▸ **TASK DETAILS**
Return each line of the data that follows exactly as it reads.

--- RECORDS SUPPLIED Enclosed Below ---

//! Image encoding: PNG on disk → base64 `ImageData` for the VLM request.
//!
//! Pages and screenshots are already PNG files, so the bytes are wrapped as
//! they are; decoding and re-encoding would only cost time. PNG is lossless,
//! which matters here: the model compares fine glyph and border detail
//! between the reference page and the rendering.

use base64::{engine::general_purpose::STANDARD, Engine as _};
use edgequake_llm::ImageData;
use std::path::Path;
use tracing::debug;

/// Load an image file and wrap it for a multimodal chat message.
///
/// `detail: "high"` asks GPT-class models for full-resolution tiling;
/// without it small text and thin rules are lost.
pub async fn encode_file(path: &Path) -> std::io::Result<ImageData> {
    let bytes = tokio::fs::read(path).await?;
    let b64 = STANDARD.encode(&bytes);
    debug!("Encoded {} → {} bytes base64", path.display(), b64.len());
    Ok(ImageData::new(b64, mime_for(path)).with_detail("high"))
}

fn mime_for(path: &Path) -> &'static str {
    match path
        .extension()
        .and_then(|e| e.to_str())
        .map(str::to_ascii_lowercase)
        .as_deref()
    {
        Some("jpg") | Some("jpeg") => "image/jpeg",
        _ => "image/png",
    }
}

#[cfg(test)]
mod tests {
    use super::*;
    use image::{DynamicImage, Rgba, RgbaImage};

    #[tokio::test]
    async fn encode_png_file() {
        let dir = tempfile::tempdir().unwrap();
        let path = dir.path().join("page.png");
        DynamicImage::ImageRgba8(RgbaImage::from_pixel(10, 10, Rgba([255, 0, 0, 255])))
            .save_with_format(&path, image::ImageFormat::Png)
            .unwrap();

        let data = encode_file(&path).await.expect("encode should succeed");
        assert_eq!(data.mime_type, "image/png");
        let decoded = STANDARD.decode(&data.data).expect("valid base64");
        assert_eq!(&decoded[1..4], b"PNG");
    }

    #[tokio::test]
    async fn missing_file_is_io_error() {
        let err = encode_file(Path::new("/nonexistent/page.png")).await.unwrap_err();
        assert_eq!(err.kind(), std::io::ErrorKind::NotFound);
    }

    #[test]
    fn mime_from_extension() {
        assert_eq!(mime_for(Path::new("a.JPG")), "image/jpeg");
        assert_eq!(mime_for(Path::new("a.png")), "image/png");
        assert_eq!(mime_for(Path::new("a")), "image/png");
    }
}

--- End of Enclosed RECORDS SUPPLIED ---

▸ **TASK ANSWER**
//! Image encoding: PNG on disk → base64 `ImageData` for the VLM request.
//!
//! Pages and screenshots are already PNG files, so the bytes are wrapped as
//! they are; decoding and re-encoding would only cost time. PNG is lossless,
//! which matters here: the model compares fine glyph and border detail
//! between the reference page and the rendering.

use base64::{engine::general_purpose::STANDARD, Engine as _};
use edgequake_llm::ImageData;
use std::path::Path;
use tracing::debug;

/// Load an image file and wrap it for a multimodal chat message.
///
/// `detail: "high"` asks GPT-class models for full-resolution tiling;
/// without it small text and thin rules are lost.
pub async fn encode_file(path: &Path) -> std::io::Result<ImageData> {
    let bytes = tokio::fs::read(path).await?;
    let b64 = STANDARD.encode(&bytes);
    debug!("Encoded {} → {} bytes base64", path.display(), b64.len());
    Ok(ImageData::new(b64, mime_for(path)).with_detail("high"))
}

fn mime_for(path: &Path) -> &'static str {
    match path
        .extension()
        .and_then(|e| e.to_str())
        .map(str::to_ascii_lowercase)
        .as_deref()
    {
        Some("jpg") | Some("jpeg") => "image/jpeg",
        _ => "image/png",
    }
}

#[cfg(test)]
mod tests {
    use super::*;
    use image::{DynamicImage, Rgba, RgbaImage};

    #[tokio::test]
    async fn encode_png_file() {
        let dir = tempfile::tempdir().unwrap();
        let path = dir.path().join("page.png");
        DynamicImage::ImageRgba8(RgbaImage::from_pixel(10, 10, Rgba([255, 0, 0, 255])))
            .save_with_format(&path, image::ImageFormat::Png)
            .unwrap();

        let data = encode_file(&path).await.expect("encode should succeed");
        assert_eq!(data.mime_type, "image/png");
        let decoded = STANDARD.decode(&data.data).expect("valid base64");
        assert_eq!(&decoded[1..4], b"PNG");
    }

    #[tokio::test]
    async fn missing_file_is_io_error() {
        let err = encode_file(Path::new("/nonexistent/page.png")).await.unwrap_err();
        assert_eq!(err.kind(), std::io::ErrorKind::NotFound);
    }

    #[test]
    fn mime_from_extension() {
        assert_eq!(mime_for(Path::new("a.JPG")), "image/jpeg");
        assert_eq!(mime_for(Path::new("a.png")), "image/png");
        assert_eq!(mime_for(Path::new("a")), "image/png");
    }
}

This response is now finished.